GUI's Ossify Companies

...or perhaps applications ossify companies. GUI's and applications get built or configured based on the company's business practices. Then they don't get changed which means the company's business practices don't get changed, so the company stops changing. This means it no longer changes due to market changes and eventually dies. If the GUI automatically changed along with the application this would cut the technical resistance to change in half, but that would mean that the applications would determine the GUI rather than the users, and since the applications and the GUI's are our slaves and must do what we say, this is socially unacceptable. Everything a programmer has to do ossifies a company. making a GUI, making a program, building a database, debugging. Programmers have certain weapons against ossification: layering and object orientation, but this only works up to a point.

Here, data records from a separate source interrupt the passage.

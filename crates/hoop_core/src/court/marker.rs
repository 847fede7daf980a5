//! Action markers
//!
//! Ephemeral annotations drawn on the rendered court: a canonical court
//! position plus optional semantic tags. Markers accept positions in FIBA
//! meters only (never surface pixels) and are projected through the
//! forward transform right before drawing.

use serde::{Deserialize, Serialize};

use crate::data;
use crate::models::ActionType;

use super::constants::marker;
use super::orientation::Orientation;
use super::transform::{court_to_surface, CourtPosition, SurfacePosition};

#[derive(Debug, Clone, Serialize, Deserialize)]
pub struct ActionMarker {
    pub position: CourtPosition,
    #[serde(skip_serializing_if = "Option::is_none")]
    pub action: Option<ActionType>,
    #[serde(skip_serializing_if = "Option::is_none")]
    pub player_label: Option<String>,
    /// Explicit color override; falls back to the configured style for the
    /// action type, then to the default marker color.
    #[serde(skip_serializing_if = "Option::is_none")]
    pub color: Option<String>,
}

/// A marker resolved against one orientation's viewport, ready to draw.
#[derive(Debug, Clone, Serialize, Deserialize)]
pub struct SurfaceMarker {
    pub at: SurfacePosition,
    pub half_size: f64,
    pub stroke_width: f64,
    pub color: String,
    #[serde(skip_serializing_if = "Option::is_none")]
    pub label: Option<String>,
}

impl ActionMarker {
    pub fn at(position: CourtPosition) -> Self {
        Self { position, action: None, player_label: None, color: None }
    }

    pub fn for_action(position: CourtPosition, action: ActionType) -> Self {
        Self { position, action: Some(action), player_label: None, color: None }
    }

    fn resolved_color(&self) -> String {
        if let Some(color) = &self.color {
            return color.clone();
        }
        self.action
            .and_then(data::marker_style)
            .map(|style| style.color.clone())
            .unwrap_or_else(|| marker::DEFAULT_COLOR.to_string())
    }

    /// Project the marker into the given orientation's viewport.
    pub fn project(&self, orientation: Orientation) -> SurfaceMarker {
        SurfaceMarker {
            at: court_to_surface(self.position, orientation),
            half_size: marker::CROSS_SIZE,
            stroke_width: marker::STROKE_WIDTH,
            color: self.resolved_color(),
            label: self.player_label.clone(),
        }
    }
}

#[cfg(test)]
mod tests {
    use super::*;

    #[test]
    fn test_project_uses_forward_transform() {
        let m = ActionMarker::at(CourtPosition::center());
        let s = m.project(Orientation::Horizontal);
        assert!((s.at.x - 470.0).abs() < 1e-9);
        assert!((s.at.y - 250.0).abs() < 1e-9);
    }

    #[test]
    fn test_color_resolution_order() {
        let mut m = ActionMarker::for_action(CourtPosition::center(), ActionType::Foul);
        let styled = m.project(Orientation::Horizontal).color;
        assert_eq!(styled, data::marker_style(ActionType::Foul).unwrap().color);

        m.color = Some("#123456".to_string());
        assert_eq!(m.project(Orientation::Horizontal).color, "#123456");

        let bare = ActionMarker::at(CourtPosition::center());
        assert_eq!(bare.project(Orientation::Vertical).color, marker::DEFAULT_COLOR);
    }
}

What if we found a system that allowed programs and applications to play well together. We would have to find a way to make a fast language or structure that was not compiled. Doing this at the right granularity would allow programs to work together. Standards could be the glue that holds things together. I guess we've tried all this. I wonder if endemes could help. They would help with the GUI side by making it easier to find a function in an application. If the GUI's were gotten rid of and the user had a more representative way of interfacing with a program - that is more representative of the underlying structure of a program, then they would better know the sea they were swimming in. Just a few ideas, but I guess my main point is, the ossification of applications and therefore companies becomes extreme when we use GUI's. We can make applications and systems more felixible by replacing the GUi paradigm with something else. We can do this.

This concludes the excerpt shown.